§ EXERCISE: Repeat exactly the lines of the entries below from the one with "let x1 = ((bound_w" through the one with "if x1 <= x0", both ends included, and nothing else.

(Beginning of DATA UNDER STUDY)

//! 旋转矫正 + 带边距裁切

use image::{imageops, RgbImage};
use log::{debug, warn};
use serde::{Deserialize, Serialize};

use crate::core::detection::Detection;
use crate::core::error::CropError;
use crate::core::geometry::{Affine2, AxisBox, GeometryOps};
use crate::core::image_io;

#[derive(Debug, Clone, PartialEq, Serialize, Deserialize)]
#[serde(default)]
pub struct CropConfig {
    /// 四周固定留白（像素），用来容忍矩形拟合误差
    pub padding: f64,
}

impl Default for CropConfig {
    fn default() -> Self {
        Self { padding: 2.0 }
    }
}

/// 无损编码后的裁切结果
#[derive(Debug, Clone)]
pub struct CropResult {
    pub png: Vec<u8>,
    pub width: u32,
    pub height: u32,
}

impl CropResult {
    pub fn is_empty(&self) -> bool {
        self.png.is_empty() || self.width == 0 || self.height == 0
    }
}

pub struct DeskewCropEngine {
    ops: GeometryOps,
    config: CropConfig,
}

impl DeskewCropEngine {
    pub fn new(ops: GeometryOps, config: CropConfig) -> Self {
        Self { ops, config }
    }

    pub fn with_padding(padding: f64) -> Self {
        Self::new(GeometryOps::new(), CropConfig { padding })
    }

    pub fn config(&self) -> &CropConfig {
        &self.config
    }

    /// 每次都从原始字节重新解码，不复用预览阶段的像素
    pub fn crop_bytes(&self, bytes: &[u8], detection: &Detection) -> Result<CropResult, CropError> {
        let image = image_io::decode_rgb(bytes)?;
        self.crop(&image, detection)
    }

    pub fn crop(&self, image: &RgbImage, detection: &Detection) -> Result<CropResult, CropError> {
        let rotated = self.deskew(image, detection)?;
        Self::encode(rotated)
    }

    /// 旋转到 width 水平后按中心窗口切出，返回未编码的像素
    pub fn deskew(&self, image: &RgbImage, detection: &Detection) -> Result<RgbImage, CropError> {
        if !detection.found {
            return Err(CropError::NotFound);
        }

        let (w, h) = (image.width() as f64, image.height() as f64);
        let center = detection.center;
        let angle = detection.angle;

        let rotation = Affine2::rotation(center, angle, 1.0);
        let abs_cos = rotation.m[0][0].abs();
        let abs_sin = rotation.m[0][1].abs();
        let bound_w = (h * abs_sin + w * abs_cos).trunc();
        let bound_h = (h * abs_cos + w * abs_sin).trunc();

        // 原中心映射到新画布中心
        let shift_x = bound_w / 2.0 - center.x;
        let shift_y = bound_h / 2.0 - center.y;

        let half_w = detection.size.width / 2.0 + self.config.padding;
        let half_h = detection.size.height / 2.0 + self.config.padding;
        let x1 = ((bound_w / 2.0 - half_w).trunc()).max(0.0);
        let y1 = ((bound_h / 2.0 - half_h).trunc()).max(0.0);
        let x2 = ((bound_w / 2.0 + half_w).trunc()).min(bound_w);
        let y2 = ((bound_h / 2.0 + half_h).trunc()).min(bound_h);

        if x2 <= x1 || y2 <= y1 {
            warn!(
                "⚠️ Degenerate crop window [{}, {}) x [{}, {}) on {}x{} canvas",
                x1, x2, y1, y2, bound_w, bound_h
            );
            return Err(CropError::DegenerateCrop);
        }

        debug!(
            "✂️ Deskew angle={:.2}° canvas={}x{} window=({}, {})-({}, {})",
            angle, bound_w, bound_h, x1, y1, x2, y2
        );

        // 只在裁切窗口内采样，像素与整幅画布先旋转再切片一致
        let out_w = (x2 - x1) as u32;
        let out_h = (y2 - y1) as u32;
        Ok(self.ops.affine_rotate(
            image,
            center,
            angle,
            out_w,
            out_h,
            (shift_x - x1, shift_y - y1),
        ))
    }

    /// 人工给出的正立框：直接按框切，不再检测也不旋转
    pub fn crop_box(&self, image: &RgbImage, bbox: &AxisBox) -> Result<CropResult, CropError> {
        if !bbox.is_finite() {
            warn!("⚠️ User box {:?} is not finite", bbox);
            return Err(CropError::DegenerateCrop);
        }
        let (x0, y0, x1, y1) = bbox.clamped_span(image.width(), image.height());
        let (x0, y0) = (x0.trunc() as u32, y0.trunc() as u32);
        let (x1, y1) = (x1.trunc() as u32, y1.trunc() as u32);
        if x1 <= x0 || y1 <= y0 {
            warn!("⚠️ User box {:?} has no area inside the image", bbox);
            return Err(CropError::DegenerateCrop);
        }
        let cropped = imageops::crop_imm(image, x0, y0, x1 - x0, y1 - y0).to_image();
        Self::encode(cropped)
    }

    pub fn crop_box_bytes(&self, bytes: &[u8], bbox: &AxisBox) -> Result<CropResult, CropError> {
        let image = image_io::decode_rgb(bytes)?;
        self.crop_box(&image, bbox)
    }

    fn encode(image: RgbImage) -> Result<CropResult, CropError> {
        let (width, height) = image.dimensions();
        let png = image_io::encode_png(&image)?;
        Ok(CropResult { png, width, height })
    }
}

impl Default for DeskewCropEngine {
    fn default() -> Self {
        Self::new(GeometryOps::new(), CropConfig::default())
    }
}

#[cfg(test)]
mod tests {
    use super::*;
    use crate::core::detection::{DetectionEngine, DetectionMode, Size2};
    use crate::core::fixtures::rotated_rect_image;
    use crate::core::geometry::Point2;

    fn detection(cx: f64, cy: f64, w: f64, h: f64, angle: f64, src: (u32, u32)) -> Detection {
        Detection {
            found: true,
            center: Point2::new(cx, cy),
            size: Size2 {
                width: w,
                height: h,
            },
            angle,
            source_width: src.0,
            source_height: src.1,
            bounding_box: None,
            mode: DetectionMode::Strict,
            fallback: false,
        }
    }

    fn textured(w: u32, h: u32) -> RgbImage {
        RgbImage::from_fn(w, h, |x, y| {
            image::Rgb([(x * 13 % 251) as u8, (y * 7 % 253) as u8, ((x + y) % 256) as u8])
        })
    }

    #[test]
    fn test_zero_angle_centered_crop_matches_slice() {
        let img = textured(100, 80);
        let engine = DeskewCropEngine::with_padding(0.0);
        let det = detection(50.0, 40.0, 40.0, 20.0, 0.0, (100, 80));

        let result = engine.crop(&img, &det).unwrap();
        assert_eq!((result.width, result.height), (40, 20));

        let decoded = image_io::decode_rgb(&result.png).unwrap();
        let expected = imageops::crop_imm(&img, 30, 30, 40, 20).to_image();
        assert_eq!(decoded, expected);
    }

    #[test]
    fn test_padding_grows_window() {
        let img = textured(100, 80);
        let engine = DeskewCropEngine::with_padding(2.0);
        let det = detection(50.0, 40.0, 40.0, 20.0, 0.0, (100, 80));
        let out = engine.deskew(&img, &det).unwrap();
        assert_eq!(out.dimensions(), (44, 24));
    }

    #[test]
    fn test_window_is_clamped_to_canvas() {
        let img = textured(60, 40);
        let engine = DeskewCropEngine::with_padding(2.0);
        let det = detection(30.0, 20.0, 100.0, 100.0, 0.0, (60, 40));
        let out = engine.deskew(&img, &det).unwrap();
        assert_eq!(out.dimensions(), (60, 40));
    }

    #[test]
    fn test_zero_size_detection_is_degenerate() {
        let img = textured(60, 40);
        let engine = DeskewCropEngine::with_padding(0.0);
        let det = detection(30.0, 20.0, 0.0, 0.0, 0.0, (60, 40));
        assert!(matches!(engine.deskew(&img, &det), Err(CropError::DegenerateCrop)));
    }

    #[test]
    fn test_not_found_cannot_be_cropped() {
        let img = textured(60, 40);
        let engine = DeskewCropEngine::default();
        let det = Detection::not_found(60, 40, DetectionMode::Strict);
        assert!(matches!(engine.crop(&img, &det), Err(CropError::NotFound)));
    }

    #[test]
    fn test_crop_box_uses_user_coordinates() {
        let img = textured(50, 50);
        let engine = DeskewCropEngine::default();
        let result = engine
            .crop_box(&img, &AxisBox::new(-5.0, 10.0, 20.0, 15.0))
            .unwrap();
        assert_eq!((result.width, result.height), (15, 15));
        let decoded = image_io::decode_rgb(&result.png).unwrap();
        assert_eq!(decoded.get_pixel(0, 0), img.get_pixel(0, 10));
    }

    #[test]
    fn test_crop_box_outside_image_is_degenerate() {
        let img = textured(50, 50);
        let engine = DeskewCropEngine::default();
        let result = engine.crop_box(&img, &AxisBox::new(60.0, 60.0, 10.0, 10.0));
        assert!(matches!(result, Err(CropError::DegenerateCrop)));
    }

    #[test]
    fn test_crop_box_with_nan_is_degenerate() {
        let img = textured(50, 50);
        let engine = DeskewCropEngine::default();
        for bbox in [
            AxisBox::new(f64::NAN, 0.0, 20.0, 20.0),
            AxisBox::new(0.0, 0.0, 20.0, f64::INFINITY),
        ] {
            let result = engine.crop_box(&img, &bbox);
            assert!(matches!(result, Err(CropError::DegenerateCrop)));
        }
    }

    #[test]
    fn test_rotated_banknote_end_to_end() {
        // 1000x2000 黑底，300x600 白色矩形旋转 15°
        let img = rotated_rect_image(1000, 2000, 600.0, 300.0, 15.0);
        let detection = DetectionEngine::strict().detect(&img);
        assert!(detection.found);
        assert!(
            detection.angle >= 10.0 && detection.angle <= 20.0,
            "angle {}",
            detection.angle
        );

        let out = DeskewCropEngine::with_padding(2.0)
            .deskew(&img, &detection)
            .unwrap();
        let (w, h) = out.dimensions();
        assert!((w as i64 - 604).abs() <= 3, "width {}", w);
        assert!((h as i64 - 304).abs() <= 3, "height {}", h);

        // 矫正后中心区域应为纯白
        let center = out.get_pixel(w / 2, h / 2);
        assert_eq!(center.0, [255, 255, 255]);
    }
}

(End of DATA UNDER STUDY)

§ SOLUTION TO THE EXERCISE:
        let x1 = ((bound_w / 2.0 - half_w).trunc()).max(0.0);
        let y1 = ((bound_h / 2.0 - half_h).trunc()).max(0.0);
        let x2 = ((bound_w / 2.0 + half_w).trunc()).min(bound_w);
        let y2 = ((bound_h / 2.0 + half_h).trunc()).min(bound_h);

        if x2 <= x1 || y2 <= y1 {
            warn!(
                "⚠️ Degenerate crop window [{}, {}) x [{}, {}) on {}x{} canvas",
                x1, x2, y1, y2, bound_w, bound_h
            );
            return Err(CropError::DegenerateCrop);
        }

        debug!(
            "✂️ Deskew angle={:.2}° canvas={}x{} window=({}, {})-({}, {})",
            angle, bound_w, bound_h, x1, y1, x2, y2
        );

        // 只在裁切窗口内采样，像素与整幅画布先旋转再切片一致
        let out_w = (x2 - x1) as u32;
        let out_h = (y2 - y1) as u32;
        Ok(self.ops.affine_rotate(
            image,
            center,
            angle,
            out_w,
            out_h,
            (shift_x - x1, shift_y - y1),
        ))
    }

    /// 人工给出的正立框：直接按框切，不再检测也不旋转
    pub fn crop_box(&self, image: &RgbImage, bbox: &AxisBox) -> Result<CropResult, CropError> {
        if !bbox.is_finite() {
            warn!("⚠️ User box {:?} is not finite", bbox);
            return Err(CropError::DegenerateCrop);
        }
        let (x0, y0, x1, y1) = bbox.clamped_span(image.width(), image.height());
        let (x0, y0) = (x0.trunc() as u32, y0.trunc() as u32);
        let (x1, y1) = (x1.trunc() as u32, y1.trunc() as u32);
        if x1 <= x0 || y1 <= y0 {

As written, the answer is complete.